Editorial: Senadores americanos pressionam Congresso a ajudar bancos locais

Desde o começo, o programa de emergência de US$700 bilhões criado pelo governo para impulsionar instituições financeiras gerou uma ampla reação entre os membros Congresso para que houvesse ajuda a seus bancos locais. Isso não surpreende e tampouco chega a ser antiético. Mas um destes pedidos feitos ao Tesouro merece uma análise mais intensa por parte do inspetor geral que agora revê o lobby congressista por dinheiro do Programa de Alívio a Ativos Problemáticos.

The New York Times |

A ideia partiu do gabinete do senador Daniel Inouye que questionou os reguladores a respeito do status de um pedido de resgate de um problemático banco havaiano no qual investiu milhares de dólares em ações. O senador fundou o banco, Central Pacific Financial, cujas ações despencaram e que os reguladores inicialmente declararam ter capital inferior ao necessário para ser elegível ao programa. Mas depois de uma ligação de um funcionário de Inouye, o banco recebeu US$ 135 milhões em ajuda através do processo de revisão de inscritos marginalizados.

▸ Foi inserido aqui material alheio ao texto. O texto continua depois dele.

use std::cell::{Cell, RefCell};

use chrono::{Duration, Utc};
use mailmark::errors::{AppError, AppResult};
use mailmark::oauth::{
    obtain_access_token, read_token_file, write_token_file, ClientSecrets, CredentialProvider,
    StoredToken, GMAIL_SCOPE,
};

fn token(access: &str, expires_in_secs: i64, refresh: Option<&str>) -> StoredToken {
    StoredToken {
        token: access.to_string(),
        refresh_token: refresh.map(str::to_string),
        token_uri: "https://oauth2.googleapis.com/token".to_string(),
        client_id: "client".to_string(),
        client_secret: "secret".to_string(),
        scopes: vec![GMAIL_SCOPE.to_string()],
        expiry: Some(Utc::now() + Duration::seconds(expires_in_secs)),
    }
}

struct ScriptedProvider {
    scopes: Vec<String>,
    stored: Option<StoredToken>,
    refresh_result: Option<StoredToken>,
    consent_fails: bool,
    refreshes: Cell<usize>,
    consents: Cell<usize>,
    persisted: RefCell<Vec<StoredToken>>,
}

impl ScriptedProvider {
    fn new(stored: Option<StoredToken>) -> Self {
        Self {
            scopes: vec![GMAIL_SCOPE.to_string()],
            stored,
            refresh_result: None,
            consent_fails: false,
            refreshes: Cell::new(0),
            consents: Cell::new(0),
            persisted: RefCell::new(Vec::new()),
        }
    }
}

impl CredentialProvider for ScriptedProvider {
    fn scopes(&self) -> &[String] {
        &self.scopes
    }

    async fn load(&self) -> AppResult<Option<StoredToken>> {
        Ok(self.stored.clone())
    }

    async fn refresh(&self, _token: &StoredToken) -> AppResult<Option<StoredToken>> {
        self.refreshes.set(self.refreshes.get() + 1);
        Ok(self.refresh_result.clone())
    }

    async fn authorize(&self) -> AppResult<StoredToken> {
        self.consents.set(self.consents.get() + 1);
        if self.consent_fails {
            return Err(AppError::Auth("consent denied: access_denied".into()));
        }
        Ok(token("from-consent", 3600, Some("new-refresh")))
    }

    async fn persist(&self, token: &StoredToken) -> AppResult<()> {
        self.persisted.borrow_mut().push(token.clone());
        Ok(())
    }
}

#[tokio::test]
async fn valid_stored_token_is_used_as_is() {
    let provider = ScriptedProvider::new(Some(token("still-good", 3600, Some("r"))));

    let access = obtain_access_token(&provider).await.unwrap();

    assert_eq!(access, "still-good");
    assert_eq!(provider.refreshes.get(), 0);
    assert!(provider.persisted.borrow().is_empty());
}

#[tokio::test]
async fn expired_token_is_refreshed_and_persisted() {
    let mut provider = ScriptedProvider::new(Some(token("stale", -10, Some("r"))));
    provider.refresh_result = Some(token("fresh", 3600, Some("r")));

    let access = obtain_access_token(&provider).await.unwrap();

    assert_eq!(access, "fresh");
    assert_eq!(provider.consents.get(), 0);
    assert_eq!(provider.persisted.borrow()[0].token, "fresh");
}

#[tokio::test]
async fn rejected_refresh_falls_back_to_consent() {
    let provider = ScriptedProvider::new(Some(token("stale", -10, Some("revoked"))));

    let access = obtain_access_token(&provider).await.unwrap();

    assert_eq!(access, "from-consent");
    assert_eq!(provider.refreshes.get(), 1);
    assert_eq!(provider.consents.get(), 1);
}

#[tokio::test]
async fn missing_token_runs_consent() {
    let provider = ScriptedProvider::new(None);

    obtain_access_token(&provider).await.unwrap();

    assert_eq!(provider.refreshes.get(), 0);
    assert_eq!(provider.persisted.borrow().len(), 1);
}

#[tokio::test]
async fn token_for_other_scopes_requires_consent() {
    let mut stored = token("storage-only", 3600, Some("r"));
    stored.scopes = vec!["https://www.googleapis.com/auth/devstorage.read_write".into()];
    let provider = ScriptedProvider::new(Some(stored));

    let access = obtain_access_token(&provider).await.unwrap();

    assert_eq!(access, "from-consent");
    assert_eq!(provider.refreshes.get(), 0);
}

#[tokio::test]
async fn consent_failure_is_an_auth_error() {
    let mut provider = ScriptedProvider::new(None);
    provider.consent_fails = true;

    let err = obtain_access_token(&provider).await.unwrap_err();

    assert!(err.is_auth());
    assert!(provider.persisted.borrow().is_empty());
}

#[test]
fn token_file_round_trips() {
    let dir = tempfile::tempdir().unwrap();
    let path = dir.path().join("token.json");
    let original = token("abc", 3600, Some("refresh"));

    write_token_file(&path, &original).unwrap();
    let loaded = read_token_file(&path).unwrap().unwrap();

    assert_eq!(loaded.token, original.token);
    assert_eq!(loaded.refresh_token, original.refresh_token);
    assert_eq!(loaded.scopes, original.scopes);
}

#[test]
fn reads_token_written_by_google_client_libraries() {
    let dir = tempfile::tempdir().unwrap();
    let path = dir.path().join("token.json");
    std::fs::write(
        &path,
        r#"{"token": "ya29.a0", "refresh_token": "1//0g", "token_uri": "https://oauth2.googleapis.com/token",
            "client_id": "123.apps.googleusercontent.com", "client_secret": "GOCSPX",
            "scopes": ["https://mail.google.com/"], "universe_domain": "googleapis.com",
            "account": "", "expiry": "2024-05-01T12:34:56.789012Z"}"#,
    )
    .unwrap();

    let loaded = read_token_file(&path).unwrap().unwrap();

    assert_eq!(loaded.token, "ya29.a0");
    assert!(loaded.is_expired_at(Utc::now()));
    assert!(loaded.covers(&[GMAIL_SCOPE.to_string()]));
}

#[test]
fn missing_token_file_is_not_an_error() {
    let dir = tempfile::tempdir().unwrap();
    assert!(read_token_file(&dir.path().join("absent.json")).unwrap().is_none());
}

#[test]
fn client_secrets_accept_installed_layout() {
    let secrets = ClientSecrets::from_json(
        r#"{"installed": {"client_id": "123.apps.googleusercontent.com", "project_id": "p",
            "auth_uri": "https://accounts.google.com/o/oauth2/auth",
            "token_uri": "https://oauth2.googleapis.com/token",
            "client_secret": "GOCSPX", "redirect_uris": ["http://localhost"]}}"#,
    )
    .unwrap();

    assert_eq!(secrets.client_id, "123.apps.googleusercontent.com");
    assert_eq!(secrets.token_uri, "https://oauth2.googleapis.com/token");
}

#[test]
fn client_secrets_without_section_fail_as_auth() {
    let err = ClientSecrets::from_json(r#"{"other": {}}"#).unwrap_err();
    assert!(err.is_auth());
}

Tanto Inouye quanto o Departamento do Tesouro negam qualquer pressão indevida, mas o envolvimento pessoal do senador no banco merece atenção especial. Toda sua riqueza está investida na instituição, de acordo com uma reportagem do The Washington Post e de jornalistas investigativos do grupo  ProPublica. Claramente, a revisão do inspetor, esperada para depois do verão, deve vetar a inscrição do Central Pacific por favorecer um poderoso senador. Seria isso algo mais do que uma ação rotineira para um banco nacional?

Os contribuintes merecem essa resposta e outras explicações a respeito de pedidos de ajuda feitos pelos legisladores. Como o fato do representante Barney Frank, presidente do Comitê de Serviços Financeiros, ter autorizado uma ajuda de US$ 12 milhões para um banco de seu Estado.

Como grande parte do desafio da recessão, o lobby dos legisladores pelo dinheiro do resgate acontece em território desconhecido. As lições devem ser aprendidas, principalmente sobre a necessidade de resolver qualquer questão ética que envolva diretamente a pressão do Congresso por favores governamentais.